Task data section start

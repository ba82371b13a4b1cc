//! Home screen: today's festivals and their line-ups.

use std::collections::BTreeSet;

use chrono::NaiveDate;
use unifest_api::RemoteGateway;
use unifest_core::{
  event::{self, EventReceiver, EventSender},
  festival::FestivalToday,
  live::LiveSequence,
};
use unifest_data::{FestivalRepository, LikedFestivalRepository};

use crate::{
  Repositories, Store,
  error::{ErrorType, RetrySlot, dismiss_error, handle_error, impl_error_dialogs},
  message::UiMessage,
  scope::ScreenScope,
  state::StateFlow,
};

#[derive(Debug, Clone, Default, PartialEq)]
pub struct HomeUiState {
  pub is_loading:                      bool,
  pub selected_date:                   Option<NaiveDate>,
  pub today_festivals:                 Vec<FestivalToday>,
  /// Ids of the festivals currently liked, for the heart on each card.
  pub liked_festival_ids:              BTreeSet<i64>,
  pub is_network_error_dialog_visible: bool,
  pub is_server_error_dialog_visible:  bool,
}

impl_error_dialogs!(HomeUiState);

#[derive(Debug, Clone, PartialEq)]
pub enum HomeUiAction {
  DateSelected(NaiveDate),
  AddLikedFestival(FestivalToday),
  Retry(ErrorType),
}

#[derive(Debug, Clone, PartialEq, Eq)]
pub enum HomeUiEvent {
  ShowSnackbar(UiMessage),
}

pub struct HomeHolder<G, S> {
  festivals: FestivalRepository<G>,
  liked:     LikedFestivalRepository<S>,
  state:     StateFlow<HomeUiState>,
  events:    EventSender<HomeUiEvent>,
  receiver:  EventReceiver<HomeUiEvent>,
  retry:     RetrySlot<NaiveDate>,
  scope:     ScreenScope,
}

impl<G, S> HomeHolder<G, S>
where
  G: RemoteGateway + 'static,
  S: Store,
{
  pub fn new(repos: &Repositories<G, S>) -> Self {
    let (events, receiver) = event::channel();
    let holder = Self {
      festivals: repos.festival.clone(),
      liked: repos.liked_festival.clone(),
      state: StateFlow::new(HomeUiState::default()),
      events,
      receiver,
      retry: RetrySlot::default(),
      scope: ScreenScope::new(),
    };

    let mut liked = holder.liked.observe_liked_festivals();
    let state = holder.state.clone();
    holder.scope.spawn(async move {
      while let Some(festivals) = liked.next().await {
        state.update(|s| {
          s.liked_festival_ids = festivals.iter().map(|f| f.festival_id).collect()
        });
      }
    });

    holder
  }

  pub fn state(&self) -> LiveSequence<HomeUiState> { self.state.subscribe() }

  pub fn current(&self) -> HomeUiState { self.state.value() }

  pub fn events(&self) -> EventReceiver<HomeUiEvent> { self.receiver.clone() }

  pub async fn start(&self, today: NaiveDate) { self.load(today).await; }

  pub async fn on_action(&self, action: HomeUiAction) {
    match action {
      HomeUiAction::DateSelected(date) => self.load(date).await,
      HomeUiAction::AddLikedFestival(festival) => {
        match self.liked.add_festival_from_detail_view(&festival).await {
          Ok(()) => {
            if let Err(e) = self.liked.set_recently_liked_school_name(&festival.school_name).await {
              tracing::error!(error = %e, "failed to store recently liked school");
            }
            self.events.send(HomeUiEvent::ShowSnackbar(UiMessage::FestivalLiked));
          }
          Err(e) => {
            tracing::error!(festival_id = festival.festival_id, error = %e, "failed to like festival")
          }
        }
      }
      HomeUiAction::Retry(error) => {
        dismiss_error(&self.state, error);
        if let Some(date) = self.retry.take() {
          self.load(date).await;
        }
      }
    }
  }

  async fn load(&self, date: NaiveDate) {
    self.state.update(|s| {
      s.is_loading = true;
      s.selected_date = Some(date);
    });
    match self.festivals.get_today_festivals(date).await {
      Ok(festivals) => self.state.update(|s| s.today_festivals = festivals),
      Err(e) => {
        self.retry.remember(date);
        handle_error(&self.state, &e);
      }
    }
    self.state.update(|s| s.is_loading = false);
  }
}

Task data section end

[Try it]: Every entry shown above is to be written out exactly.

[Answer section]:
repository ba82371b13a4b1cc
//! Home screen: today's festivals and their line-ups.

use std::collections::BTreeSet;

use chrono::NaiveDate;
use unifest_api::RemoteGateway;
use unifest_core::{
  event::{self, EventReceiver, EventSender},
  festival::FestivalToday,
  live::LiveSequence,
};
use unifest_data::{FestivalRepository, LikedFestivalRepository};

use crate::{
  Repositories, Store,
  error::{ErrorType, RetrySlot, dismiss_error, handle_error, impl_error_dialogs},
  message::UiMessage,
  scope::ScreenScope,
  state::StateFlow,
};

#[derive(Debug, Clone, Default, PartialEq)]
pub struct HomeUiState {
  pub is_loading:                      bool,
  pub selected_date:                   Option<NaiveDate>,
  pub today_festivals:                 Vec<FestivalToday>,
  /// Ids of the festivals currently liked, for the heart on each card.
  pub liked_festival_ids:              BTreeSet<i64>,
  pub is_network_error_dialog_visible: bool,
  pub is_server_error_dialog_visible:  bool,
}

impl_error_dialogs!(HomeUiState);

#[derive(Debug, Clone, PartialEq)]
pub enum HomeUiAction {
  DateSelected(NaiveDate),
  AddLikedFestival(FestivalToday),
  Retry(ErrorType),
}

#[derive(Debug, Clone, PartialEq, Eq)]
pub enum HomeUiEvent {
  ShowSnackbar(UiMessage),
}

pub struct HomeHolder<G, S> {
  festivals: FestivalRepository<G>,
  liked:     LikedFestivalRepository<S>,
  state:     StateFlow<HomeUiState>,
  events:    EventSender<HomeUiEvent>,
  receiver:  EventReceiver<HomeUiEvent>,
  retry:     RetrySlot<NaiveDate>,
  scope:     ScreenScope,
}

impl<G, S> HomeHolder<G, S>
where
  G: RemoteGateway + 'static,
  S: Store,
{
  pub fn new(repos: &Repositories<G, S>) -> Self {
    let (events, receiver) = event::channel();
    let holder = Self {
      festivals: repos.festival.clone(),
      liked: repos.liked_festival.clone(),
      state: StateFlow::new(HomeUiState::default()),
      events,
      receiver,
      retry: RetrySlot::default(),
      scope: ScreenScope::new(),
    };

    let mut liked = holder.liked.observe_liked_festivals();
    let state = holder.state.clone();
    holder.scope.spawn(async move {
      while let Some(festivals) = liked.next().await {
        state.update(|s| {
          s.liked_festival_ids = festivals.iter().map(|f| f.festival_id).collect()
        });
      }
    });

    holder
  }

  pub fn state(&self) -> LiveSequence<HomeUiState> { self.state.subscribe() }

  pub fn current(&self) -> HomeUiState { self.state.value() }

  pub fn events(&self) -> EventReceiver<HomeUiEvent> { self.receiver.clone() }

  pub async fn start(&self, today: NaiveDate) { self.load(today).await; }

  pub async fn on_action(&self, action: HomeUiAction) {
    match action {
      HomeUiAction::DateSelected(date) => self.load(date).await,
      HomeUiAction::AddLikedFestival(festival) => {
        match self.liked.add_festival_from_detail_view(&festival).await {
          Ok(()) => {
            if let Err(e) = self.liked.set_recently_liked_school_name(&festival.school_name).await {
              tracing::error!(error = %e, "failed to store recently liked school");
            }
            self.events.send(HomeUiEvent::ShowSnackbar(UiMessage::FestivalLiked));
          }
          Err(e) => {
            tracing::error!(festival_id = festival.festival_id, error = %e, "failed to like festival")
          }
        }
      }
      HomeUiAction::Retry(error) => {
        dismiss_error(&self.state, error);
        if let Some(date) = self.retry.take() {
          self.load(date).await;
        }
      }
    }
  }

  async fn load(&self, date: NaiveDate) {
    self.state.update(|s| {
      s.is_loading = true;
      s.selected_date = Some(date);
    });
    match self.festivals.get_today_festivals(date).await {
      Ok(festivals) => self.state.update(|s| s.today_festivals = festivals),
      Err(e) => {
        self.retry.remember(date);
        handle_error(&self.state, &e);
      }
    }
    self.state.update(|s| s.is_loading = false);
  }
}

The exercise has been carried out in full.